Produce is recognized as an important component of a healthy diet because it is a source of vitamins, minerals, fiber and antioxidants. Produce can play an important role in weight management as well. Because most produce is grown in a natural environment, it is vulnerable to contamination with pathogens. Factors that may affect the occurrence of such contamination include agricultural water quality, the use of manure as fertilizer, the presence of animals in fields or packing areas, and the health and hygiene of workers handling the produce during production, packing, processing, transportation, distribution or preparation. The fact that produce is often consumed raw without any type of intervention that would reduce, control or eliminate pathogens prior to consumption contributes to its potential as a source of foodborne illness.
As a member of PRO*ACT, Seashore Fruit & Produce is required to adhere to strict policies pertaining to food safety, security and regulatory compliance requirements for suppliers.
- Annual inspection by an approved third party auditing firm is required.
- All suppliers involved in the growing, harvesting and packing of raw agricultural commodities must have documented and verified Good Agricultural Practices (GAP) in place.

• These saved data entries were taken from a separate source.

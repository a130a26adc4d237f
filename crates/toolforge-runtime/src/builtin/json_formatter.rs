//! `json-formatter`: pretty-print or minify a JSON document.

use serde::Serialize;
use serde_json::Value;
use serde_json::ser::{PrettyFormatter, Serializer};

use super::json_input;
use crate::config::ResolvedConfig;
use crate::error::{ModuleError, Result};
use crate::module::ExecuteOptions;

pub(super) const OPERATIONS: &[&str] = &["format", "minify"];

const DEFAULT_INDENT: usize = 2;
const MAX_INDENT: usize = 16;

pub(super) fn run(input: Value, options: &ExecuteOptions, config: &ResolvedConfig) -> Result<Value> {
    let doc = json_input(input)?;
    let text = match options.operation.as_str() {
        "minify" => serde_json::to_string(&doc)
            .map_err(|e| ModuleError::execution(format!("failed to serialize JSON: {e}")))?,
        _ => {
            let indent = indent_width(options, config)?;
            pretty(&doc, indent)?
        }
    };
    Ok(Value::String(text))
}

fn indent_width(options: &ExecuteOptions, config: &ResolvedConfig) -> Result<usize> {
    match options.param("indent", config) {
        None | Some(Value::Null) => Ok(DEFAULT_INDENT),
        Some(v) => v
            .as_u64()
            .map(|n| n as usize)
            .filter(|n| *n <= MAX_INDENT)
            .ok_or_else(|| {
                ModuleError::invalid_input(format!(
                    "indent must be an integer between 0 and {MAX_INDENT}, got {v}"
                ))
            }),
    }
}

fn pretty(doc: &Value, indent: usize) -> Result<String> {
    let pad = vec![b' '; indent];
    let mut buf = Vec::new();
    let mut ser = Serializer::with_formatter(&mut buf, PrettyFormatter::with_indent(&pad));
    doc.serialize(&mut ser)
        .map_err(|e| ModuleError::execution(format!("failed to serialize JSON: {e}")))?;
    String::from_utf8(buf).map_err(|e| ModuleError::execution(e.to_string()))
}

#[cfg(test)]
mod tests {
    use super::*;
    use crate::error::ErrorCode;
    use serde_json::json;

    fn run_op(input: Value, options: ExecuteOptions) -> Result<Value> {
        run(input, &options, &ResolvedConfig::default())
    }

    #[test]
    fn formats_with_default_indent() {
        let out = run_op(json!(r#"{"a":[1,2]}"#), ExecuteOptions::new("format")).unwrap();
        assert_eq!(out, json!("{\n  \"a\": [\n    1,\n    2\n  ]\n}"));
    }

    #[test]
    fn indent_param_is_honoured() {
        let out = run_op(
            json!({"k": true}),
            ExecuteOptions::new("format").with_param("indent", 4),
        )
        .unwrap();
        assert_eq!(out, json!("{\n    \"k\": true\n}"));
    }

    #[test]
    fn minify_strips_whitespace() {
        let out = run_op(json!("{ \"a\" : 1 ,\n \"b\": [ ] }"), ExecuteOptions::new("minify")).unwrap();
        assert_eq!(out, json!(r#"{"a":1,"b":[]}"#));
    }

    #[test]
    fn malformed_text_is_invalid_input() {
        let err = run_op(json!("{\"a\": }"), ExecuteOptions::new("format")).unwrap_err();
        assert_eq!(err.code, ErrorCode::InvalidInput);
        assert_eq!(err.details["line"], 1);
    }

    #[test]
    fn rejects_bad_indent() {
        let err = run_op(
            json!({}),
            ExecuteOptions::new("format").with_param("indent", "wide"),
        )
        .unwrap_err();
        assert_eq!(err.code, ErrorCode::InvalidInput);
    }
}
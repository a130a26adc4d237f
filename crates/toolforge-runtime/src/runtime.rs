//! Runtime facade.
//!
//! [`ModuleRuntime`] composes the registry, loader and recovery policy into
//! the single entry point tool handlers use:
//!
//! ```rust,no_run
//! # use toolforge_runtime::{ExecuteOptions, ModuleRuntime, RuntimeConfig};
//! # async fn example() -> Result<(), toolforge_runtime::ModuleError> {
//! let runtime = ModuleRuntime::with_builtins(RuntimeConfig::default())?;
//! let result = runtime
//!     .run("json-formatter", "{\"a\":1}".into(), ExecuteOptions::new("format"))
//!     .await;
//! assert!(result.is_success());
//! # Ok(())
//! # }
//! ```
//!
//! `run` never fails and never panics on caller input: every failure comes
//! back inside the [`ExecutionResult`], has been through the classifier, and
//! is published as an [`ErrorReport`](crate::classifier::ErrorReport).

use std::panic::AssertUnwindSafe;

use futures::FutureExt;
use serde_json::Value;

use crate::builtin;
use crate::classifier::{ErrorClassifier, RawFailure, Severity};
use crate::config::RuntimeConfig;
use crate::descriptor::ModuleDescriptor;
use crate::error::{ErrorCode, ModuleError, Result};
use crate::events::{EventBus, RuntimeEvent};
use crate::factory::ToolFactory;
use crate::loader::ModuleLoader;
use crate::module::{ExecuteOptions, HealthReport, ModuleFactory};
use crate::recovery::{AttemptState, RecoveryPolicy};
use crate::registry::ModuleRegistry;
use crate::result::{ExecutionResult, RecoveryReport};

/// The module runtime.  Construct one at startup and share it.
pub struct ModuleRuntime<F: ModuleFactory = ToolFactory> {
    registry: ModuleRegistry,
    loader: ModuleLoader<F>,
    recovery: RecoveryPolicy,
    events: EventBus,
    classifier: ErrorClassifier,
    config: RuntimeConfig,
}

impl ModuleRuntime<ToolFactory> {
    /// A runtime with every built-in module registered and the default
    /// factory.
    pub fn with_builtins(config: RuntimeConfig) -> Result<Self> {
        let registry = ModuleRegistry::new();
        for descriptor in builtin::descriptors() {
            registry.register_module(descriptor);
        }
        Ok(Self::new(registry, ToolFactory::with_default_sandbox()?, config))
    }
}

impl<F: ModuleFactory> ModuleRuntime<F> {
    pub fn new(registry: ModuleRegistry, factory: F, config: RuntimeConfig) -> Self {
        let events = registry.attach_events(EventBus::new(config.event_capacity));
        let loader = ModuleLoader::new(
            registry.clone(),
            factory,
            config.defaults.clone(),
            events.clone(),
        );
        let recovery = RecoveryPolicy::new(config.recovery.clone(), events.clone());
        tracing::debug!(
            modules = registry.len(),
            max_attempts = config.recovery.max_attempts,
            "module runtime created"
        );
        Self {
            registry,
            loader,
            recovery,
            events,
            classifier: ErrorClassifier::new(),
            config,
        }
    }

    pub fn registry(&self) -> &ModuleRegistry {
        &self.registry
    }

    pub fn loader(&self) -> &ModuleLoader<F> {
        &self.loader
    }

    pub fn recovery(&self) -> &RecoveryPolicy {
        &self.recovery
    }

    pub fn events(&self) -> &EventBus {
        &self.events
    }

    pub fn config(&self) -> &RuntimeConfig {
        &self.config
    }

    /// Add `fallback` to the chain tried when `primary` keeps failing.
    pub fn register_fallback(&self, primary: &str, fallback: &str) {
        self.recovery.register_fallback(primary, fallback);
    }

    /// Run one operation on a module, loading it if needed.
    pub async fn run(&self, module_id: &str, input: Value, options: ExecuteOptions) -> ExecutionResult {
        let (outcome, mut report) = self.run_with_retries(module_id, &input, &options).await;
        let error = match outcome {
            Ok(result) if report.attempted => return result.with_recovery(report),
            Ok(result) => return result,
            Err(error) => error,
        };

        // Fallbacks only replace a primary that is unavailable or kept
        // failing transiently; other failures are the caller's to see.
        let eligible = error.code == ErrorCode::CircuitOpen || (report.attempted && error.recoverable);
        if eligible {
            for fallback in self.recovery.fallbacks(module_id) {
                tracing::info!(
                    module_id = %module_id,
                    %fallback,
                    state = ?AttemptState::FallbackInvoked,
                    "invoking fallback"
                );
                self.events.publish(RuntimeEvent::FallbackInvoked {
                    primary: module_id.to_owned(),
                    fallback: fallback.clone(),
                });

                let (outcome, fb_report) = self.run_with_retries(&fallback, &input, &options).await;
                report.attempted = true;
                report.attempts += fb_report.attempts;
                report.retried.extend(fb_report.retried);
                match outcome {
                    Ok(result) => {
                        report.success = true;
                        report.fallback = Some(fallback);
                        return result.with_recovery(report);
                    }
                    Err(fb_error) => {
                        tracing::warn!(
                            module_id = %module_id,
                            %fallback,
                            code = %fb_error.code,
                            "fallback failed"
                        );
                    }
                }
            }
        }

        self.report_failure(module_id, &error);
        let result = ExecutionResult::failure(error, None);
        if report.attempted {
            result.with_recovery(report)
        } else {
            result
        }
    }

    /// One module: circuit check, first call, then retries.
    async fn run_with_retries(
        &self,
        module_id: &str,
        input: &Value,
        options: &ExecuteOptions,
    ) -> (Result<ExecutionResult>, RecoveryReport) {
        let mut report = RecoveryReport::default();
        if let Err(open) = self.recovery.check_circuit(module_id) {
            return (Err(open), report);
        }

        let this = self;
        let call = move || {
            let input = input.clone();
            async move { this.execute_once(module_id, input, options).await }
        };

        report.attempts = 1;
        let error = match call().await {
            Ok(result) => {
                self.recovery.record_success(module_id);
                return (Ok(result), report);
            }
            Err(error) => error,
        };
        self.recovery.record_failure(module_id);

        let attempt = self.recovery.attempt_recovery(module_id, &error, call).await;
        report.attempted = attempt.attempted;
        report.success = attempt.success;
        report.attempts += attempt.attempts;
        report.retried = attempt.retried;
        (attempt.result, report)
    }

    /// Load (if needed) and execute once.  Panics become errors.
    async fn execute_once(
        &self,
        module_id: &str,
        input: Value,
        options: &ExecuteOptions,
    ) -> Result<ExecutionResult> {
        let call = async {
            let instance = self.loader.load_module(module_id, None).await?;
            instance.try_execute(input, options).await
        };
        match AssertUnwindSafe(call).catch_unwind().await {
            Ok(outcome) => outcome.map_err(|e| self.classifier.handle_error(e)),
            Err(payload) => Err(self.classifier.handle_error(RawFailure::Panic(payload))),
        }
    }

    fn report_failure(&self, module_id: &str, error: &ModuleError) {
        let report = self.classifier.create_error_report(Some(module_id), error);
        match report.severity {
            Severity::Critical => tracing::error!(
                module_id = %module_id,
                code = %error.code,
                error = %error.message,
                "module call failed"
            ),
            Severity::Warning => tracing::warn!(
                module_id = %module_id,
                code = %error.code,
                error = %error.message,
                "module call failed"
            ),
        }
        self.events.publish(RuntimeEvent::ErrorReported(report));
    }

    /// Health of a module, loading it first if needed.
    pub async fn health(&self, module_id: &str) -> Result<HealthReport> {
        let instance = self.loader.load_module(module_id, None).await?;
        Ok(instance.health().await)
    }

    /// Apply the update source's latest descriptor and drop the loaded
    /// instance so the next call picks it up.
    pub async fn update_module(&self, module_id: &str) -> Result<ModuleDescriptor> {
        let descriptor = self.registry.update_module(module_id).await?;
        self.loader.unload_module(module_id).await;
        Ok(descriptor)
    }

    /// Forget a module and unload it.
    pub async fn unregister_module(&self, module_id: &str) -> Result<ModuleDescriptor> {
        let descriptor = self.registry.unregister_module(module_id)?;
        self.loader.unload_module(module_id).await;
        Ok(descriptor)
    }

    /// Unload every module.
    pub async fn shutdown(&self) {
        self.loader.clear().await;
        tracing::info!("module runtime shut down");
    }
}

impl<F: ModuleFactory> std::fmt::Debug for ModuleRuntime<F> {
    fn fmt(&self, f: &mut std::fmt::Formatter<'_>) -> std::fmt::Result {
        f.debug_struct("ModuleRuntime")
            .field("registry", &self.registry)
            .field("loader", &self.loader)
            .field("recovery", &self.recovery)
            .finish()
    }
}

The GAP program should meet or exceed the recommendations in the FDA “Guide to Minimize Microbial Food Safety Hazards for fresh Fruits and Vegetables.
- All suppliers must have a written recall program in place that is updated annually. It also must be tested annually through a mock recall exercise. The program must be designed to enable the supplier to trace forward products to the distributor level and show details of how product is identified, traced, received, stored and disposed of in the event of a recall. It must comply with the provisions of FDA’s regulation “Recall – Guidelines on Policy, Procedures and Industry Responsibilities”, 21 CFR 7 subpart C. All suppliers must be able to trace back products one step in the distribution chain. For example, a fresh-cut lettuce manufacturer must be able to trace the lettuce to the grower/supplier; a grower has to have a system in place to identify where the product came from (date of harvest, farm identification).
- Pest control: rodents, insects and birds must be excluded from post harvesting handling, packing or storage facilities. Pest control procedures must be conducted in a manner that will not contribute to the contamination of product. Control programs must be well managed and appropriately documented.
- All products considered “processed” must be produced under a functioning HAACP plan.
Seashore Fruit & Produce follows an operational philosophy based on the premise that long-term success of our business requires that all parties benefit from their association with our company.
The goal of our Produce Safety Action Plan is to minimize the incidence of foodborne illness associated with the consumption of fresh produce.